Une théorie longtemps défendue selon laquelle les humains modernes seraient apparus soudainement il y a environ 50 000 ans est de plus en plus contestée. Des études récentes, notamment l'analyse de l'ADN ancien et de sites archéologiques, indiquent que la transition des humains archaïques aux humains modernes a été plus graduelle et complexe qu'on ne le pensait auparavant.
Les chercheurs ont trouvé des preuves de développements comportementaux et cognitifs s'étendant sur des dizaines de milliers d'années, plutôt qu'un seul événement rapide. Par exemple, l'apparition d'artefacts symboliques, tels que des perles et des peintures rupestres, se produit à des moments différents à travers l'Afrique et l'Eurasie, suggérant un modèle de changement en mosaïque.

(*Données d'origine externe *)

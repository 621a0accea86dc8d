pub mod core;
pub mod error;
pub mod rng;
//! SVG rendering of a [`SensitivitySurface`] as two side-by-side heatmaps.
//!
//! Each panel maps spot price to x and volatility (in percent) to y, with the
//! lowest-volatility row at the bottom. Cells tile the axis extent
//! `[min, max]` evenly, and each panel carries its own colour bar scaled to the
//! finite values of its grid.

use std::path::Path;

use anyhow::{anyhow, Result};
use plotters::coord::Shift;
use plotters::prelude::*;
use plotters::style::colors::colormaps::{ColorMap, ViridisRGB};
use tracing::info;

use crate::models::bs::OptionType;
use crate::models::surface::SensitivitySurface;

const COLOR_BAR_WIDTH: u32 = 90;
const COLOR_BAR_STEPS: usize = 64;

#[derive(Debug, Clone)]
pub struct RenderOptions {
    pub width: u32,
    pub height: u32,
}

impl Default for RenderOptions {
    fn default() -> Self {
        Self {
            width: 1200,
            height: 600,
        }
    }
}

pub fn panel_title(option_type: OptionType) -> &'static str {
    match option_type {
        OptionType::Call => "Call Option Price Heatmap",
        OptionType::Put => "Put Option Price Heatmap",
    }
}

/// Sorted axis bounds, widened when the extent collapses to a point.
fn axis_bounds(a: f64, b: f64) -> (f64, f64) {
    let (lo, hi) = if a <= b { (a, b) } else { (b, a) };
    if hi > lo {
        (lo, hi)
    } else {
        (lo - 0.5, hi + 0.5)
    }
}

/// Colour scale bounds for a grid. Flat or entirely non-finite grids get a unit span.
fn scale_bounds(range: Option<(f64, f64)>) -> (f64, f64) {
    match range {
        Some((lo, hi)) if hi > lo => (lo, hi),
        Some((v, _)) => (v - 0.5, v + 0.5),
        None => (0.0, 1.0),
    }
}

fn cell_color(value: f64, lo: f64, hi: f64) -> RGBColor {
    if !value.is_finite() {
        return RGBColor(200, 200, 200);
    }
    let v = value.clamp(lo, hi);
    ViridisRGB.get_color_normalized(v, lo, hi)
}

/// Cell edges along one axis: `n` equal cells across the extent `(start, end)`.
fn cell_edges(start: f64, end: f64, n: usize) -> Vec<(f64, f64)> {
    let width = (end - start) / n as f64;
    (0..n)
        .map(|k| {
            let a = start + width * k as f64;
            let b = start + width * (k + 1) as f64;
            (a.min(b), a.max(b))
        })
        .collect()
}

fn draw_panel<DB: DrawingBackend>(
    area: &DrawingArea<DB, Shift>,
    surface: &SensitivitySurface,
    option_type: OptionType,
) -> Result<()>
where
    DB::ErrorType: 'static,
{
    let (rows, cols) = surface.dimensions();
    if rows == 0 || cols == 0 {
        return Err(anyhow!("Cannot render an empty surface"));
    }

    let spot_start = surface.spot_axis[0];
    let spot_end = surface.spot_axis[cols - 1];
    let vol_start = surface.vol_axis[0] * 100.0;
    let vol_end = surface.vol_axis[rows - 1] * 100.0;

    // plotters cannot lay out ticks on an infinite or NaN range
    if ![spot_start, spot_end, vol_start, vol_end]
        .iter()
        .all(|v| v.is_finite())
    {
        return Err(anyhow!(
            "Axis limits must be finite: spot [{}, {}], volatility [{}%, {}%]",
            spot_start,
            spot_end,
            vol_start,
            vol_end
        ));
    }

    let (x_lo, x_hi) = axis_bounds(spot_start, spot_end);
    let (y_lo, y_hi) = axis_bounds(vol_start, vol_end);
    let (c_lo, c_hi) = scale_bounds(surface.value_range(option_type));

    let (panel_w, _) = area.dim_in_pixel();
    let (map_area, bar_area) =
        area.split_horizontally(panel_w.saturating_sub(COLOR_BAR_WIDTH));

    let mut chart = ChartBuilder::on(&map_area)
        .margin(10)
        .caption(panel_title(option_type), ("sans-serif", 22))
        .x_label_area_size(40)
        .y_label_area_size(50)
        .build_cartesian_2d(x_lo..x_hi, y_lo..y_hi)?;

    chart
        .configure_mesh()
        .disable_x_mesh()
        .disable_y_mesh()
        .x_desc("Spot Price")
        .y_desc("Volatility (%)")
        .draw()?;

    // a collapsed axis fills the widened bounds instead
    let x_cells = if spot_start == spot_end {
        cell_edges(x_lo, x_hi, cols)
    } else {
        cell_edges(spot_start, spot_end, cols)
    };
    let y_cells = if vol_start == vol_end {
        cell_edges(y_lo, y_hi, rows)
    } else {
        cell_edges(vol_start, vol_end, rows)
    };
    let grid = surface.grid(option_type);

    chart.draw_series(grid.iter().enumerate().flat_map(|(i, row)| {
        let (y0, y1) = y_cells[i];
        let x_cells = &x_cells;
        row.iter().enumerate().map(move |(j, &v)| {
            let (x0, x1) = x_cells[j];
            Rectangle::new([(x0, y0), (x1, y1)], cell_color(v, c_lo, c_hi).filled())
        })
    }))?;

    let mut bar = ChartBuilder::on(&bar_area)
        .margin_top(45)
        .margin_bottom(50)
        .margin_right(10)
        .y_label_area_size(50)
        .build_cartesian_2d(0.0..1.0, c_lo..c_hi)?;

    bar.configure_mesh()
        .disable_x_mesh()
        .disable_y_mesh()
        .x_labels(0)
        .y_labels(6)
        .y_label_formatter(&|v| format!("{:.1}", v))
        .draw()?;

    let step = (c_hi - c_lo) / COLOR_BAR_STEPS as f64;
    bar.draw_series((0..COLOR_BAR_STEPS).map(|k| {
        let lo = c_lo + step * k as f64;
        let hi = lo + step;
        Rectangle::new(
            [(0.0, lo), (1.0, hi)],
            cell_color((lo + hi) / 2.0, c_lo, c_hi).filled(),
        )
    }))?;

    Ok(())
}

/// Draw the call and put heatmaps onto any drawing area, call on the left.
pub fn draw_heatmaps<DB: DrawingBackend>(
    root: &DrawingArea<DB, Shift>,
    surface: &SensitivitySurface,
) -> Result<()>
where
    DB::ErrorType: 'static,
{
    root.fill(&WHITE)?;
    let panels = root.split_evenly((1, 2));
    draw_panel(&panels[0], surface, OptionType::Call)?;
    draw_panel(&panels[1], surface, OptionType::Put)?;
    root.present()?;
    Ok(())
}

/// Render both heatmaps into a single SVG file.
pub fn render_heatmaps(
    surface: &SensitivitySurface,
    options: &RenderOptions,
    path: &Path,
) -> Result<()> {
    let root = SVGBackend::new(path, (options.width, options.height)).into_drawing_area();
    draw_heatmaps(&root, surface)?;
    info!(path = %path.display(), "Heatmaps saved");
    Ok(())
}

/// Render both heatmaps to an in-memory SVG document.
pub fn render_heatmaps_to_string(
    surface: &SensitivitySurface,
    options: &RenderOptions,
) -> Result<String> {
    let mut buf = String::new();
    {
        let root =
            SVGBackend::with_string(&mut buf, (options.width, options.height)).into_drawing_area();
        draw_heatmaps(&root, surface)?;
    }
    Ok(buf)
}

Cela remet en question le modèle de la « révolution humaine », qui postulait un saut cognitif soudain. Au lieu de cela, les scientifiques proposent maintenant que les traits humains modernes se sont accumulés lentement, influencés par la croissance démographique, les réseaux sociaux et les pressions environnementales.
Ces découvertes ont des implications pour la compréhension de l'évolution humaine et de la dispersion d'Homo sapiens hors d'Afrique. Les fouilles en cours et les études génétiques continuent d'affiner la chronologie du développement de notre espèce.